Exact repetition of every entry is required.

(Dataset records)
----

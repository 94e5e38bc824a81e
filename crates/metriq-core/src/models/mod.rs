//! Data models for Metriq

pub mod metric;
pub mod records;

pub use metric::{Metric, MetricId, MetricPattern, MetricValue, WILDCARD};
pub use records::{ActionKind, ActionRecord, AlertRecord};
//! Trigger comparators and conjunctions

use std::fmt;

use serde::{Deserialize, Serialize};

use crate::error::{Error, Result};

/// Relation between a sample and an alert threshold
#[derive(Debug, Clone, Copy, PartialEq, Eq, Serialize, Deserialize)]
#[serde(rename_all = "snake_case")]
pub enum Comparator {
    /// `>`
    GreaterThan,
    /// `>=`
    GreaterEqual,
    /// `<`
    LessThan,
    /// `<=`
    LessEqual,
    /// `==`
    Equal,
}

impl Comparator {
    /// Parse a comparator token
    pub fn from_token(token: &str) -> Result<Self> {
        match token {
            ">" => Ok(Self::GreaterThan),
            ">=" => Ok(Self::GreaterEqual),
            "<" => Ok(Self::LessThan),
            "<=" => Ok(Self::LessEqual),
            "==" => Ok(Self::Equal),
            "=" => Err(Error::parse("Unknown comparator = did you mean ==?")),
            other => Err(Error::parse(format!("Unknown comparator: {other}"))),
        }
    }

    /// Token as written in queries
    pub fn token(self) -> &'static str {
        match self {
            Self::GreaterThan => ">",
            Self::GreaterEqual => ">=",
            Self::LessThan => "<",
            Self::LessEqual => "<=",
            Self::Equal => "==",
        }
    }

    /// Whether `value <comparator> target` holds
    #[allow(clippy::float_cmp)]
    pub fn compare(self, value: f64, target: f64) -> bool {
        match self {
            Self::GreaterThan => value > target,
            Self::GreaterEqual => value >= target,
            Self::LessThan => value < target,
            Self::LessEqual => value <= target,
            Self::Equal => value == target,
        }
    }
}

impl fmt::Display for Comparator {
    fn fmt(&self, f: &mut fmt::Formatter<'_>) -> fmt::Result {
        f.write_str(self.token())
    }
}

/// Joins two trigger conditions
#[derive(Debug, Clone, Copy, PartialEq, Eq, Serialize, Deserialize)]
#[serde(rename_all = "snake_case")]
pub enum Conjunction {
    /// Both hold
    And,
    /// Either holds
    Or,
}

impl Conjunction {
    /// Parse a conjunction token
    pub fn from_token(token: &str) -> Result<Self> {
        match token {
            "and" => Ok(Self::And),
            "or" => Ok(Self::Or),
            other => Err(Error::parse(format!("Unknown conjunction: {other}"))),
        }
    }

    /// Combine two outcomes
    pub fn apply(self, lhs: bool, rhs: bool) -> bool {
        match self {
            Self::And => lhs && rhs,
            Self::Or => lhs || rhs,
        }
    }
}

impl fmt::Display for Conjunction {
    fn fmt(&self, f: &mut fmt::Formatter<'_>) -> fmt::Result {
        f.write_str(match self {
            Self::And => "and",
            Self::Or => "or",
        })
    }
}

----

* **ANSWER SECTION**
repository 94e5e38bc824a81e
filename crates/metriq-core/src/models/mod.rs
//! Data models for Metriq

pub mod metric;
pub mod records;

pub use metric::{Metric, MetricId, MetricPattern, MetricValue, WILDCARD};
pub use records::{ActionKind, ActionRecord, AlertRecord};
//! Trigger comparators and conjunctions

use std::fmt;

use serde::{Deserialize, Serialize};

use crate::error::{Error, Result};

/// Relation between a sample and an alert threshold
#[derive(Debug, Clone, Copy, PartialEq, Eq, Serialize, Deserialize)]
#[serde(rename_all = "snake_case")]
pub enum Comparator {
    /// `>`
    GreaterThan,
    /// `>=`
    GreaterEqual,
    /// `<`
    LessThan,
    /// `<=`
    LessEqual,
    /// `==`
    Equal,
}

impl Comparator {
    /// Parse a comparator token
    pub fn from_token(token: &str) -> Result<Self> {
        match token {
            ">" => Ok(Self::GreaterThan),
            ">=" => Ok(Self::GreaterEqual),
            "<" => Ok(Self::LessThan),
            "<=" => Ok(Self::LessEqual),
            "==" => Ok(Self::Equal),
            "=" => Err(Error::parse("Unknown comparator = did you mean ==?")),
            other => Err(Error::parse(format!("Unknown comparator: {other}"))),
        }
    }

    /// Token as written in queries
    pub fn token(self) -> &'static str {
        match self {
            Self::GreaterThan => ">",
            Self::GreaterEqual => ">=",
            Self::LessThan => "<",
            Self::LessEqual => "<=",
            Self::Equal => "==",
        }
    }

    /// Whether `value <comparator> target` holds
    #[allow(clippy::float_cmp)]
    pub fn compare(self, value: f64, target: f64) -> bool {
        match self {
            Self::GreaterThan => value > target,
            Self::GreaterEqual => value >= target,
            Self::LessThan => value < target,
            Self::LessEqual => value <= target,
            Self::Equal => value == target,
        }
    }
}

impl fmt::Display for Comparator {
    fn fmt(&self, f: &mut fmt::Formatter<'_>) -> fmt::Result {
        f.write_str(self.token())
    }
}

/// Joins two trigger conditions
#[derive(Debug, Clone, Copy, PartialEq, Eq, Serialize, Deserialize)]
#[serde(rename_all = "snake_case")]
pub enum Conjunction {
    /// Both hold
    And,
    /// Either holds
    Or,
}

impl Conjunction {
    /// Parse a conjunction token
    pub fn from_token(token: &str) -> Result<Self> {
        match token {
            "and" => Ok(Self::And),
            "or" => Ok(Self::Or),
            other => Err(Error::parse(format!("Unknown conjunction: {other}"))),
        }
    }

    /// Combine two outcomes
    pub fn apply(self, lhs: bool, rhs: bool) -> bool {
        match self {
            Self::And => lhs && rhs,
            Self::Or => lhs || rhs,
        }
    }
}

impl fmt::Display for Conjunction {
    fn fmt(&self, f: &mut fmt::Formatter<'_>) -> fmt::Result {
        f.write_str(match self {
            Self::And => "and",
            Self::Or => "or",
        })
    }
}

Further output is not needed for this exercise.